Work order ▸ Nothing in the entries should be altered. Write them out in full.

BEGIN

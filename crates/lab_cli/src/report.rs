//! Terminal output for the lab commands.

use anyhow::Result;
use lab_core::scoring::difficulty_label;
use lab_core::{
    summarize, summarize_by_motion, Attempt, Mission, MissionCatalog, MotionKind, MotionState,
    ProgressSummary, SimulationResult, StopReason,
};
use serde::Serialize;

pub fn print_state(state: &MotionState) {
    println!(
        "t={:>7.3}s  x={:>9.3}m  y={:>9.3}m  vx={:>8.3}m/s  vy={:>8.3}m/s",
        state.time, state.x, state.y, state.vx, state.vy
    );
}

pub fn print_result(result: &SimulationResult, reason: Option<StopReason>, samples: usize) {
    println!("Final time:       {:.3} s", result.final_time);
    println!("Final position:   {:.3} m", result.final_position);
    println!("Average velocity: {:.3} m/s", result.average_velocity);
    if let Some(reason) = reason {
        println!("Stopped by:       {reason:?}");
    }
    if samples > 0 {
        println!("Trajectory:       {samples} samples");
    }
}

fn status(mission: &Mission) -> &'static str {
    if mission.is_completed() {
        "done"
    } else if mission.is_unlocked() {
        "open"
    } else {
        "locked"
    }
}

pub fn mission_line(mission: &Mission) -> String {
    format!(
        "{:<9} {:<24} {:<6} {} {:<9}  best {:>4}  {}",
        mission.id(),
        mission.name(),
        status(mission),
        mission.stars_display(),
        difficulty_label(mission.difficulty()),
        mission.best_score(),
        mission.objective_text(),
    )
}

pub fn print_mission(mission: &Mission, verbose: bool) {
    println!("{}", mission_line(mission));
    if verbose {
        println!("          {}", mission.description());
        for constraint in mission.constraints() {
            println!("          - {constraint}");
        }
        if !mission.is_supported() {
            println!("          (this objective cannot be judged yet)");
        }
    }
}

pub fn attempt_line(attempt: &Attempt) -> String {
    let verdict = if attempt.success { "success" } else { "missed" };
    let precision = attempt
        .precision
        .map(|p| format!(" precision {:.1}%", p * 100.0))
        .unwrap_or_default();
    let best = if attempt.new_best { " (new best)" } else { "" };
    format!(
        "{}: {verdict} {}/3 stars {} pts{precision}{best}",
        attempt.mission_id, attempt.stars, attempt.points
    )
}

pub fn print_attempt(attempt: &Attempt) {
    println!("{}", attempt_line(attempt));
}

pub fn print_summary(summary: &ProgressSummary) {
    println!(
        "{}/{} missions ({:.0}%), {}/{} stars, {} points",
        summary.completed_count,
        summary.total_missions,
        summary.completion_percent(),
        summary.total_stars,
        summary.max_stars,
        summary.total_points
    );
}

#[derive(Serialize)]
struct ProgressReport {
    content_version: String,
    overall: ProgressSummary,
    by_motion: Vec<MotionReport>,
}

#[derive(Serialize)]
struct MotionReport {
    motion: MotionKind,
    #[serde(flatten)]
    summary: ProgressSummary,
}

pub fn print_progress(catalog: &MissionCatalog, json: bool) -> Result<()> {
    let report = ProgressReport {
        content_version: catalog.content_version().to_string(),
        overall: summarize(catalog.missions()),
        by_motion: summarize_by_motion(catalog.missions())
            .into_iter()
            .map(|(motion, summary)| MotionReport { motion, summary })
            .collect(),
    };
    if json {
        println!("{}", serde_json::to_string_pretty(&report)?);
        return Ok(());
    }
    println!("Content {}", report.content_version);
    print_summary(&report.overall);
    for row in &report.by_motion {
        print!("  {:<16} ", row.motion.label());
        print_summary(&row.summary);
    }
    Ok(())
}
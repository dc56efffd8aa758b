//! Content loading and on-disk state shared by lab_cli and lab_control tests.
//!
//! The content directory holds `constants.json` plus one mission file per
//! motion type. Progress snapshots and the saved results log live next to
//! the player, not in content.

use anyhow::{ensure, Context, Result};
use lab_core::{Constants, LabContent, MissionCatalog, MissionDef, MotionKind};
use serde::Deserialize;
use std::collections::HashSet;
use std::path::Path;

mod progress_file;
mod results_log;

pub use progress_file::{load_progress, restore_progress, save_progress};
pub use results_log::{ResultsLog, SavedResult};

#[derive(Deserialize)]
struct ConstantsFile {
    content_version: String,
    #[serde(flatten)]
    constants: Constants,
}

#[derive(Deserialize)]
struct MissionsFile {
    motion: MotionKind,
    missions: Vec<MissionDef>,
}

/// Mission files in catalog order.
const MISSION_FILES: [(&str, MotionKind); 3] = [
    ("missions_linear.json", MotionKind::LinearMotion),
    ("missions_free_fall.json", MotionKind::FreeFall),
    ("missions_projectile.json", MotionKind::Projectile),
];

/// Longest run the content may allow, in simulated seconds.
const MAX_RUN_SECONDS_CAP: f64 = 3600.0;

/// Range and cross-reference checks on loaded content.
///
/// Catches mistakes like a mission filed under the wrong motion type, a
/// duplicated id, or a zero tick interval.
pub fn validate_content(content: &LabContent) -> Result<()> {
    let c = &content.constants;
    ensure!(
        c.default_gravity.is_finite() && c.default_gravity > 0.0,
        "constants.default_gravity must be > 0 (got {})",
        c.default_gravity
    );
    ensure!(c.tick_interval_ms > 0, "constants.tick_interval_ms must be > 0");
    ensure!(
        c.max_run_seconds.is_finite()
            && c.max_run_seconds > 0.0
            && c.max_run_seconds <= MAX_RUN_SECONDS_CAP,
        "constants.max_run_seconds must be in (0, {MAX_RUN_SECONDS_CAP}] (got {})",
        c.max_run_seconds
    );
    ensure!(
        c.max_trajectory_samples > 0,
        "constants.max_trajectory_samples must be > 0"
    );

    let motions: HashSet<MotionKind> = content.missions.iter().map(|m| m.kind.motion()).collect();
    for motion in MotionKind::ALL {
        ensure!(
            motions.contains(&motion),
            "no missions defined for motion type {motion}"
        );
    }

    // Definition-level checks (ids, difficulty, tolerance, limits).
    MissionCatalog::from_defs(content.content_version.clone(), content.missions.clone())
        .context("mission definitions are invalid")?;
    Ok(())
}

pub fn load_content(content_dir: &str) -> Result<LabContent> {
    let dir = Path::new(content_dir);
    let constants_file: ConstantsFile = serde_json::from_str(
        &std::fs::read_to_string(dir.join("constants.json")).context("reading constants.json")?,
    )
    .context("parsing constants.json")?;

    let mut missions = Vec::new();
    for (file_name, motion) in MISSION_FILES {
        let file: MissionsFile = serde_json::from_str(
            &std::fs::read_to_string(dir.join(file_name))
                .with_context(|| format!("reading {file_name}"))?,
        )
        .with_context(|| format!("parsing {file_name}"))?;
        ensure!(
            file.motion == motion,
            "{file_name} declares motion {} but should hold {motion}",
            file.motion
        );
        for def in &file.missions {
            ensure!(
                def.kind.motion() == motion,
                "{file_name}: mission '{}' is a {} mission",
                def.id,
                def.kind.motion()
            );
        }
        missions.extend(file.missions);
    }

    let content = LabContent {
        content_version: constants_file.content_version,
        constants: constants_file.constants,
        missions,
    };
    validate_content(&content)?;
    tracing::info!(
        content_version = %content.content_version,
        missions = content.missions.len(),
        "content loaded"
    );
    Ok(content)
}

/// Fresh catalog for a session: first mission of each motion unlocked.
pub fn build_catalog(content: &LabContent) -> Result<MissionCatalog> {
    MissionCatalog::from_defs(content.content_version.clone(), content.missions.clone())
        .context("building mission catalog")
}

END

Answer for the task ▸
filename crates/lab_cli/src/report.rs
//! Terminal output for the lab commands.

use anyhow::Result;
use lab_core::scoring::difficulty_label;
use lab_core::{
    summarize, summarize_by_motion, Attempt, Mission, MissionCatalog, MotionKind, MotionState,
    ProgressSummary, SimulationResult, StopReason,
};
use serde::Serialize;

pub fn print_state(state: &MotionState) {
    println!(
        "t={:>7.3}s  x={:>9.3}m  y={:>9.3}m  vx={:>8.3}m/s  vy={:>8.3}m/s",
        state.time, state.x, state.y, state.vx, state.vy
    );
}

pub fn print_result(result: &SimulationResult, reason: Option<StopReason>, samples: usize) {
    println!("Final time:       {:.3} s", result.final_time);
    println!("Final position:   {:.3} m", result.final_position);
    println!("Average velocity: {:.3} m/s", result.average_velocity);
    if let Some(reason) = reason {
        println!("Stopped by:       {reason:?}");
    }
    if samples > 0 {
        println!("Trajectory:       {samples} samples");
    }
}

fn status(mission: &Mission) -> &'static str {
    if mission.is_completed() {
        "done"
    } else if mission.is_unlocked() {
        "open"
    } else {
        "locked"
    }
}

pub fn mission_line(mission: &Mission) -> String {
    format!(
        "{:<9} {:<24} {:<6} {} {:<9}  best {:>4}  {}",
        mission.id(),
        mission.name(),
        status(mission),
        mission.stars_display(),
        difficulty_label(mission.difficulty()),
        mission.best_score(),
        mission.objective_text(),
    )
}

pub fn print_mission(mission: &Mission, verbose: bool) {
    println!("{}", mission_line(mission));
    if verbose {
        println!("          {}", mission.description());
        for constraint in mission.constraints() {
            println!("          - {constraint}");
        }
        if !mission.is_supported() {
            println!("          (this objective cannot be judged yet)");
        }
    }
}

pub fn attempt_line(attempt: &Attempt) -> String {
    let verdict = if attempt.success { "success" } else { "missed" };
    let precision = attempt
        .precision
        .map(|p| format!(" precision {:.1}%", p * 100.0))
        .unwrap_or_default();
    let best = if attempt.new_best { " (new best)" } else { "" };
    format!(
        "{}: {verdict} {}/3 stars {} pts{precision}{best}",
        attempt.mission_id, attempt.stars, attempt.points
    )
}

pub fn print_attempt(attempt: &Attempt) {
    println!("{}", attempt_line(attempt));
}

pub fn print_summary(summary: &ProgressSummary) {
    println!(
        "{}/{} missions ({:.0}%), {}/{} stars, {} points",
        summary.completed_count,
        summary.total_missions,
        summary.completion_percent(),
        summary.total_stars,
        summary.max_stars,
        summary.total_points
    );
}

#[derive(Serialize)]
struct ProgressReport {
    content_version: String,
    overall: ProgressSummary,
    by_motion: Vec<MotionReport>,
}

#[derive(Serialize)]
struct MotionReport {
    motion: MotionKind,
    #[serde(flatten)]
    summary: ProgressSummary,
}

pub fn print_progress(catalog: &MissionCatalog, json: bool) -> Result<()> {
    let report = ProgressReport {
        content_version: catalog.content_version().to_string(),
        overall: summarize(catalog.missions()),
        by_motion: summarize_by_motion(catalog.missions())
            .into_iter()
            .map(|(motion, summary)| MotionReport { motion, summary })
            .collect(),
    };
    if json {
        println!("{}", serde_json::to_string_pretty(&report)?);
        return Ok(());
    }
    println!("Content {}", report.content_version);
    print_summary(&report.overall);
    for row in &report.by_motion {
        print!("  {:<16} ", row.motion.label());
        print_summary(&row.summary);
    }
    Ok(())
}
repository dc56efffd8aa758b
//! Content loading and on-disk state shared by lab_cli and lab_control tests.
//!
//! The content directory holds `constants.json` plus one mission file per
//! motion type. Progress snapshots and the saved results log live next to
//! the player, not in content.

use anyhow::{ensure, Context, Result};
use lab_core::{Constants, LabContent, MissionCatalog, MissionDef, MotionKind};
use serde::Deserialize;
use std::collections::HashSet;
use std::path::Path;

mod progress_file;
mod results_log;

pub use progress_file::{load_progress, restore_progress, save_progress};
pub use results_log::{ResultsLog, SavedResult};

#[derive(Deserialize)]
struct ConstantsFile {
    content_version: String,
    #[serde(flatten)]
    constants: Constants,
}

#[derive(Deserialize)]
struct MissionsFile {
    motion: MotionKind,
    missions: Vec<MissionDef>,
}

/// Mission files in catalog order.
const MISSION_FILES: [(&str, MotionKind); 3] = [
    ("missions_linear.json", MotionKind::LinearMotion),
    ("missions_free_fall.json", MotionKind::FreeFall),
    ("missions_projectile.json", MotionKind::Projectile),
];

/// Longest run the content may allow, in simulated seconds.
const MAX_RUN_SECONDS_CAP: f64 = 3600.0;

/// Range and cross-reference checks on loaded content.
///
/// Catches mistakes like a mission filed under the wrong motion type, a
/// duplicated id, or a zero tick interval.
pub fn validate_content(content: &LabContent) -> Result<()> {
    let c = &content.constants;
    ensure!(
        c.default_gravity.is_finite() && c.default_gravity > 0.0,
        "constants.default_gravity must be > 0 (got {})",
        c.default_gravity
    );
    ensure!(c.tick_interval_ms > 0, "constants.tick_interval_ms must be > 0");
    ensure!(
        c.max_run_seconds.is_finite()
            && c.max_run_seconds > 0.0
            && c.max_run_seconds <= MAX_RUN_SECONDS_CAP,
        "constants.max_run_seconds must be in (0, {MAX_RUN_SECONDS_CAP}] (got {})",
        c.max_run_seconds
    );
    ensure!(
        c.max_trajectory_samples > 0,
        "constants.max_trajectory_samples must be > 0"
    );

    let motions: HashSet<MotionKind> = content.missions.iter().map(|m| m.kind.motion()).collect();
    for motion in MotionKind::ALL {
        ensure!(
            motions.contains(&motion),
            "no missions defined for motion type {motion}"
        );
    }

    // Definition-level checks (ids, difficulty, tolerance, limits).
    MissionCatalog::from_defs(content.content_version.clone(), content.missions.clone())
        .context("mission definitions are invalid")?;
    Ok(())
}

pub fn load_content(content_dir: &str) -> Result<LabContent> {
    let dir = Path::new(content_dir);
    let constants_file: ConstantsFile = serde_json::from_str(
        &std::fs::read_to_string(dir.join("constants.json")).context("reading constants.json")?,
    )
    .context("parsing constants.json")?;

    let mut missions = Vec::new();
    for (file_name, motion) in MISSION_FILES {
        let file: MissionsFile = serde_json::from_str(
            &std::fs::read_to_string(dir.join(file_name))
                .with_context(|| format!("reading {file_name}"))?,
        )
        .with_context(|| format!("parsing {file_name}"))?;
        ensure!(
            file.motion == motion,
            "{file_name} declares motion {} but should hold {motion}",
            file.motion
        );
        for def in &file.missions {
            ensure!(
                def.kind.motion() == motion,
                "{file_name}: mission '{}' is a {} mission",
                def.id,
                def.kind.motion()
            );
        }
        missions.extend(file.missions);
    }

    let content = LabContent {
        content_version: constants_file.content_version,
        constants: constants_file.constants,
        missions,
    };
    validate_content(&content)?;
    tracing::info!(
        content_version = %content.content_version,
        missions = content.missions.len(),
        "content loaded"
    );
    Ok(content)
}

/// Fresh catalog for a session: first mission of each motion unlocked.
pub fn build_catalog(content: &LabContent) -> Result<MissionCatalog> {
    MissionCatalog::from_defs(content.content_version.clone(), content.missions.clone())
        .context("building mission catalog")
}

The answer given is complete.